Par un arrêt n° 14MA05031 rendu le 31 mai 2016, la Cour a rejeté la requête du centre communal d'action sociale (CCAS) de la commune de Marseille tendant à l'annulation du jugement n° 1201493 du 16 octobre 2014 par lequel le tribunal administratif de Marseille l'a condamné à verser à Mme B... la somme correspondant à la totalité des heures de travail effectuées de nuit et les fins de semaine, en sus du cycle de travail établi à 39h30 par semaine, entre le 1er janvier 2007 et le 31 décembre 2011, déduction faite des rémunérations déjà perçues, sur la base du taux horaire qui lui était alors applicable, a renvoyé Mme B... devant cet établissement public afin qu'il soit procédé au calcul de la somme à laquelle l'intéressée a droit, dans la limite de 122 333,62 euros, et a condamné le CCAS à verser la somme de 1 000 euros au titre des préjudices moraux et des troubles dans les conditions d'existence subis par Mme B..., ainsi que celle de 35 euros en remboursement de la contribution pour l'aide juridique.

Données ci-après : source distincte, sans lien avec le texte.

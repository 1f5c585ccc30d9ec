//! LabStore CLI
//!
//! Command-line tools for LabStore store directories.
//!
//! # Commands
//!
//! - `inspect` - Display collections, record counts, and sizes
//! - `dump` - Pretty-print a collection's JSON value
//! - `verify` - Parse every collection value, report corrupt keys
//! - `seed` - Initialize a store directory with the demo data set

mod commands;

use clap::{Parser, Subcommand};
use std::path::PathBuf;
use tracing_subscriber::EnvFilter;

/// LabStore command-line store tools.
#[derive(Parser)]
#[command(name = "labstore")]
#[command(author, version, about, long_about = None)]
struct Cli {
    /// Path to the store directory
    #[arg(global = true, short, long)]
    path: Option<PathBuf>,

    /// Enable verbose output
    #[arg(global = true, short, long)]
    verbose: bool,

    #[command(subcommand)]
    command: Commands,
}

#[derive(Subcommand)]
enum Commands {
    /// Display collections, record counts, and sizes
    Inspect {
        /// Output format (text, json)
        #[arg(short, long, default_value = "text")]
        format: String,
    },

    /// Pretty-print a collection's JSON value
    Dump {
        /// Collection key to dump, e.g. "laboratories"
        #[arg(short, long)]
        collection: String,
    },

    /// Parse every collection value and report corrupt keys
    Verify,

    /// Initialize a store directory with the demo data set
    Seed,

    /// Show version information
    Version,
}

fn main() -> Result<(), Box<dyn std::error::Error>> {
    let cli = Cli::parse();

    let filter = if cli.verbose {
        EnvFilter::new("debug")
    } else {
        EnvFilter::new("info")
    };
    tracing_subscriber::fmt().with_env_filter(filter).init();

    match cli.command {
        Commands::Inspect { format } => {
            let path = cli.path.ok_or("Store path required for inspect")?;
            commands::inspect::run(&path, &format)?;
        }
        Commands::Dump { collection } => {
            let path = cli.path.ok_or("Store path required for dump")?;
            commands::dump::run(&path, &collection)?;
        }
        Commands::Verify => {
            let path = cli.path.ok_or("Store path required for verify")?;
            commands::verify::run(&path)?;
        }
        Commands::Seed => {
            let path = cli.path.ok_or("Store path required for seed")?;
            commands::seed::run(&path)?;
        }
        Commands::Version => {
            println!("LabStore CLI v{}", env!("CARGO_PKG_VERSION"));
        }
    }

    Ok(())
}
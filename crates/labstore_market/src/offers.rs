//! The commission-based offer board.

use crate::error::MarketResult;
use crate::model::Offer;
use labstore_core::{Collection, Store};
use serde_json::Value;

/// How an offer's price splits between the platform and the laboratory.
#[derive(Debug, Clone, Copy, PartialEq)]
pub struct CommissionSplit {
    /// Platform commission in MAD.
    pub commission: f64,
    /// Net amount paid out to the laboratory in MAD.
    pub net: f64,
}

/// Splits a price at the laboratory's commission rate.
///
/// ```rust
/// use labstore_market::commission_split;
///
/// let split = commission_split(200.0, 0.15);
/// assert_eq!(split.commission, 30.0);
/// assert_eq!(split.net, 170.0);
/// ```
#[must_use]
pub fn commission_split(price: f64, rate: f64) -> CommissionSplit {
    let commission = price * rate;
    CommissionSplit {
        commission,
        net: price - commission,
    }
}

/// Promotional offers published by laboratories.
///
/// Owns the `"offers"` collection, which starts empty - offers only exist
/// once laboratories publish them. `lab_id` is an informal reference into
/// the directory; [`crate::Marketplace::publish_offer`] validates it at the
/// call site.
pub struct OfferBoard {
    offers: Collection<Offer>,
}

impl OfferBoard {
    /// Opens the offer board over the given store.
    ///
    /// # Errors
    ///
    /// Returns an error if the collection key is invalid or already claimed.
    pub fn open(store: &Store) -> MarketResult<Self> {
        Ok(Self {
            offers: store.collection("offers", Vec::new())?,
        })
    }

    /// Returns all offers in publication order.
    #[must_use]
    pub fn list(&self) -> Vec<Offer> {
        self.offers.list()
    }

    /// Returns the offer with the given id.
    #[must_use]
    pub fn by_id(&self, id: &str) -> Option<Offer> {
        self.offers.get(id)
    }

    /// Returns a laboratory's offers, in publication order.
    #[must_use]
    pub fn by_lab(&self, lab_id: &str) -> Vec<Offer> {
        self.offers.filter(|o| o.lab_id == lab_id)
    }

    /// Returns the offers patients can currently see.
    #[must_use]
    pub fn visible(&self) -> Vec<Offer> {
        self.offers.filter(Offer::is_visible)
    }

    /// Publishes an offer.
    ///
    /// # Errors
    ///
    /// Returns an error on duplicate id or failed write.
    pub fn publish(&self, offer: Offer) -> MarketResult<()> {
        Ok(self.offers.insert(offer)?)
    }

    /// Shallow-merges a field patch into an offer.
    ///
    /// # Errors
    ///
    /// Returns an error on a malformed patch or failed write.
    pub fn update(&self, id: &str, patch: Value) -> MarketResult<bool> {
        Ok(self.offers.update(id, patch)?)
    }

    /// Withdraws an offer.
    ///
    /// # Errors
    ///
    /// Returns an error on failed write.
    pub fn withdraw(&self, id: &str) -> MarketResult<bool> {
        Ok(self.offers.remove(id)?)
    }

    /// Records an admin approval decision on an offer.
    ///
    /// # Errors
    ///
    /// Returns an error on failed write.
    pub fn review(&self, id: &str, approved: bool) -> MarketResult<bool> {
        Ok(self
            .offers
            .update_with(id, |offer| offer.approved = Some(approved))?)
    }

    /// Deactivates an offer without deleting it.
    ///
    /// # Errors
    ///
    /// Returns an error on failed write.
    pub fn deactivate(&self, id: &str) -> MarketResult<bool> {
        Ok(self.offers.update_with(id, |offer| offer.active = false)?)
    }
}

#[cfg(test)]
mod tests {
    use super::*;
    use chrono::{TimeZone, Utc};

    fn offer(id: &str, lab_id: &str, price: f64) -> Offer {
        Offer {
            id: id.into(),
            lab_id: lab_id.into(),
            title: "Offre".into(),
            description: "".into(),
            price,
            image_url: None,
            active: true,
            requires_admin_approval: None,
            approved: None,
            created_at: Utc.with_ymd_and_hms(2024, 4, 2, 8, 0, 0).unwrap(),
        }
    }

    fn board() -> OfferBoard {
        let store = Store::open_in_memory().unwrap();
        OfferBoard::open(&store).unwrap()
    }

    #[test]
    fn starts_empty() {
        assert!(board().list().is_empty());
    }

    #[test]
    fn by_lab_filters_exactly() {
        let board = board();
        for i in 0..3 {
            board.publish(offer(&format!("o1{i}"), "lab1", 100.0)).unwrap();
        }
        for i in 0..2 {
            board.publish(offer(&format!("o2{i}"), "lab2", 100.0)).unwrap();
        }

        let lab1 = board.by_lab("lab1");
        assert_eq!(lab1.len(), 3);
        assert!(lab1.iter().all(|o| o.lab_id == "lab1"));
        assert_eq!(board.by_lab("lab2").len(), 2);
    }

    #[test]
    fn review_gates_visibility() {
        let board = board();
        let mut gated = offer("o1", "lab1", 100.0);
        gated.requires_admin_approval = Some(true);
        board.publish(gated).unwrap();

        assert!(board.visible().is_empty());
        board.review("o1", true).unwrap();
        assert_eq!(board.visible().len(), 1);
    }

    #[test]
    fn deactivate_hides_but_keeps_offer() {
        let board = board();
        board.publish(offer("o1", "lab1", 100.0)).unwrap();

        board.deactivate("o1").unwrap();
        assert!(board.visible().is_empty());
        assert!(board.by_id("o1").is_some());
    }

    #[test]
    fn split_applies_rate() {
        let split = commission_split(180.0, 0.10);
        assert!((split.commission - 18.0).abs() < f64::EPSILON);
        assert!((split.net - 162.0).abs() < f64::EPSILON);
    }

    #[test]
    fn split_at_zero_rate_is_all_net() {
        let split = commission_split(99.0, 0.0);
        assert_eq!(split.commission, 0.0);
        assert_eq!(split.net, 99.0);
    }
}
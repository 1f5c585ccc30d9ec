//! The marketplace facade.

use crate::accounts::Accounts;
use crate::catalog::Catalog;
use crate::complaints::ComplaintDesk;
use crate::error::{MarketError, MarketResult};
use crate::faq::FaqBook;
use crate::laboratories::LabDirectory;
use crate::model::Offer;
use crate::offers::OfferBoard;
use crate::orders::OrderDesk;
use labstore_core::{Config, Store};
use std::path::Path;

/// All marketplace services over one store.
///
/// Opening a marketplace claims every domain collection key once, hydrates
/// each collection (seeding on first run), and keeps the store alive for
/// the lifetime of the value. Operations that span collections live here;
/// everything single-collection is on the owning service.
pub struct Marketplace {
    store: Store,
    accounts: Accounts,
    catalog: Catalog,
    laboratories: LabDirectory,
    offers: OfferBoard,
    orders: OrderDesk,
    complaints: ComplaintDesk,
    faq: FaqBook,
}

impl Marketplace {
    fn wire(store: Store) -> MarketResult<Self> {
        Ok(Self {
            accounts: Accounts::open(&store)?,
            catalog: Catalog::open(&store)?,
            laboratories: LabDirectory::open(&store)?,
            offers: OfferBoard::open(&store)?,
            orders: OrderDesk::open(&store)?,
            complaints: ComplaintDesk::open(&store)?,
            faq: FaqBook::open(&store)?,
            store,
        })
    }

    /// Opens a directory-backed marketplace.
    ///
    /// # Errors
    ///
    /// Returns an error if the store cannot be opened or locked.
    pub fn open(path: &Path) -> MarketResult<Self> {
        Self::wire(Store::open(path)?)
    }

    /// Opens a directory-backed marketplace with custom store configuration.
    ///
    /// # Errors
    ///
    /// Returns an error if the store cannot be opened or locked.
    pub fn open_with_config(path: &Path, config: Config) -> MarketResult<Self> {
        Self::wire(Store::open_with_config(path, config)?)
    }

    /// Opens an ephemeral in-memory marketplace.
    ///
    /// # Errors
    ///
    /// Returns an error if wiring a service fails.
    pub fn open_in_memory() -> MarketResult<Self> {
        Self::wire(Store::open_in_memory()?)
    }

    /// Returns the underlying store.
    #[must_use]
    pub fn store(&self) -> &Store {
        &self.store
    }

    /// Accounts and the signed-in session.
    #[must_use]
    pub fn accounts(&self) -> &Accounts {
        &self.accounts
    }

    /// The analysis catalog.
    #[must_use]
    pub fn catalog(&self) -> &Catalog {
        &self.catalog
    }

    /// The partner laboratory directory.
    #[must_use]
    pub fn laboratories(&self) -> &LabDirectory {
        &self.laboratories
    }

    /// The offer board.
    #[must_use]
    pub fn offers(&self) -> &OfferBoard {
        &self.offers
    }

    /// The order desk.
    #[must_use]
    pub fn orders(&self) -> &OrderDesk {
        &self.orders
    }

    /// The complaint desk.
    #[must_use]
    pub fn complaints(&self) -> &ComplaintDesk {
        &self.complaints
    }

    /// The help-center FAQ.
    #[must_use]
    pub fn faq(&self) -> &FaqBook {
        &self.faq
    }

    /// Publishes an offer after checking its laboratory exists.
    ///
    /// This is the cross-collection variant of [`OfferBoard::publish`]:
    /// the board itself never validates `lab_id`, so composing layers that
    /// want the check go through here.
    ///
    /// # Errors
    ///
    /// Returns [`MarketError::UnknownLaboratory`] if `lab_id` does not
    /// resolve, or a store error on duplicate id / failed write.
    pub fn publish_offer(&self, offer: Offer) -> MarketResult<()> {
        if !self.laboratories.contains(&offer.lab_id) {
            return Err(MarketError::UnknownLaboratory {
                lab_id: offer.lab_id,
            });
        }
        self.offers.publish(offer)
    }

    /// Closes the underlying store.
    ///
    /// # Errors
    ///
    /// Returns an error if the final sync fails.
    pub fn close(&self) -> MarketResult<()> {
        Ok(self.store.close()?)
    }
}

Mme A... B..., représentée par Me F..., a présenté le 12 janvier 2017 une demande en vue d'obtenir l'exécution du jugement n° 1201493 rendu par le tribunal administratif de Marseille le 16 octobre 2014.

Par une ordonnance du 17 juillet 2017, la présidente de la Cour a décidé l'ouverture d'une procédure juridictionnelle.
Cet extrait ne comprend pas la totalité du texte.